Enfin, pour repérer plus précisément les sons et les lettres qui les dessinent, sans lesquels les mots sont peu compréhensibles, Patrice Serres a écrit un ouvrage érudit mais accessible, dans lequel il retrace l’histoire de ces sons, de ces lettres et de leurs dessins, mêlant les lettres hébraïques et les pictogrammes chinois.
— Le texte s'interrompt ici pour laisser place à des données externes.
mod app;
mod commands;
mod render;

use std::path::PathBuf;

use clap::{Args, Parser, Subcommand};

use wordgarden_lib::vocab::quiz::RoundKind;

#[derive(Parser)]
#[command(name = "wordgarden-cli", about = "WordGarden vocabulary practice", version)]
struct Cli {
    /// Config file (default: <config dir>/wordgarden/config.toml)
    #[arg(long, global = true)]
    config: Option<PathBuf>,

    /// Output format
    #[arg(long, global = true, default_value = "plain")]
    format: OutputFormat,

    /// Disable ANSI colors
    #[arg(long, global = true)]
    no_color: bool,

    #[command(subcommand)]
    command: Command,
}

#[derive(Clone, Debug, clap::ValueEnum)]
pub enum OutputFormat {
    Plain,
    Json,
}

#[derive(Clone, Copy, Debug, clap::ValueEnum)]
pub enum RewardKind {
    /// Finished a review session; N is the number of words reviewed
    Review,
    /// Won the matching game; N is the number of correct matches
    Game,
    /// Finished a quiz; N is the number of correct answers
    Quiz,
}

#[derive(Subcommand)]
enum Command {
    /// Stars, streak and today's progress
    Status,

    /// List word packs
    Packs,

    /// Mark a word as mastered and start its review schedule
    Learn {
        /// Word id (e.g. u2-cat)
        word_id: String,
    },

    /// List words due for review
    Due,

    /// Review every due word interactively
    Review,

    /// Play the matching game: five words, three lives
    Play,

    /// Take a ten-question quiz
    Quiz,

    /// Record one review outcome
    Answer {
        /// Word id
        word_id: String,
        #[command(flatten)]
        outcome: Outcome,
    },

    /// Award stars for a finished activity
    Reward {
        kind: RewardKind,
        /// Words reviewed or correct answers
        count: u32,
    },

    /// Switch the current word pack
    Category {
        /// Pack name
        name: String,
    },

    /// Show the wrong-word notebook
    Misses,

    /// Generate (or fetch from cache) an illustration for a word
    Illustrate {
        /// English word
        word: String,
        /// Write the image here instead of printing its data URL
        #[arg(long)]
        out: Option<PathBuf>,
    },

    /// Generate a pronunciation and save it as a WAV file
    Say {
        /// English word
        word: String,
        #[arg(long)]
        out: PathBuf,
    },
}

#[derive(Args)]
#[group(required = true, multiple = false)]
struct Outcome {
    /// The word was recalled
    #[arg(long)]
    correct: bool,
    /// The word was missed
    #[arg(long)]
    wrong: bool,
}

fn main() -> anyhow::Result<()> {
    env_logger::init();

    let cli = Cli::parse();
    let use_color = !cli.no_color && atty_check();
    let mut app = app::App::new(cli.config.as_deref())?;

    match cli.command {
        Command::Status => commands::status::run(&app, &cli.format, use_color)?,
        Command::Packs => commands::packs::run(&app, &cli.format)?,
        Command::Learn { word_id } => commands::learn::run(&mut app, &word_id, &cli.format)?,
        Command::Due => commands::due::run(&app, &cli.format)?,
        Command::Review => commands::review::run_interactive(&mut app, use_color)?,
        Command::Play => commands::practice::run(&mut app, RoundKind::MatchGame, use_color)?,
        Command::Quiz => commands::practice::run(&mut app, RoundKind::Quiz, use_color)?,
        Command::Answer { word_id, outcome } => {
            commands::review::run_answer(&mut app, &word_id, outcome.correct, &cli.format)?
        }
        Command::Reward { kind, count } => {
            commands::reward::run(&mut app, kind, count, &cli.format)?
        }
        Command::Category { name } => commands::category::run(&mut app, &name, &cli.format)?,
        Command::Misses => commands::misses::run(&app, &cli.format)?,
        Command::Illustrate { word, out } => {
            commands::media::run_illustrate(&app, &word, out.as_deref(), &cli.format)?
        }
        Command::Say { word, out } => commands::media::run_say(&app, &word, &out, &cli.format)?,
    }

    Ok(())
}

/// Check if stdout is a terminal (for color support)
fn atty_check() -> bool {
    unsafe { libc_isatty(1) != 0 }
}

extern "C" {
    #[link_name = "isatty"]
    fn libc_isatty(fd: i32) -> i32;
}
Il livre sa thèse sur le « Mystère de l’ordre alphabétique » (Presses du Chatelet, 2010), et donne ainsi des indices à celui ou celle qui souhaite mettre les récits mythologiques en perspective.
Son ouvrage permet de situer autrement les phonèmes et leur universalité : il constitue une piste de nature à permettre la critique de l’ordre alphabétique qui est familier aux occidentaux, et qui est pourtant inconnu d’une population aussi cultivée que la Chinoise.
Il éclaire aussi la manière dont consonnes et syllabes sont ordonnées ici, puisque leur présentation ne suit pas la séquence alphabétique méditerranéenne traditionnelle dont nous avons héritée des phéniciens et des grecs, mais en revanche s’articule en fonction d’une taxonomie en trois plans, qui serait un héritage de la mythologie: les consonnes ou syllabes qui renvoient à l’Origine cosmogonique de notre univers, celles qui renvoient au processus de la manifestation – l’apparition de la Nature -, et celles enfin qui se rapportent à la Matérialité de notre monde Manifesté.

A vous de jouer. Avec plaisir, car il s’agit de réflexion (par définition personnelle) et de poésie, et chacun est libre de son interprétation. Rien n’est affirmé, ni posé de façon définitive. Il s’agit seulement d’une méthode originale et sans prétention de lecture des mythes et des mots afin de tenter de comprendre ce que « Parler veut dire » ; et d’une tentative de recherche de l’universalité de la Parole.

Date limite du jeu : 1984
Au delà, vient le temps du « Newspeak » de Big Brother qui conduit à la répression de la réflexion (« 1984 » Georges Orwell, Martin Secker & Warburg, 1950, Penguin Books, 1954).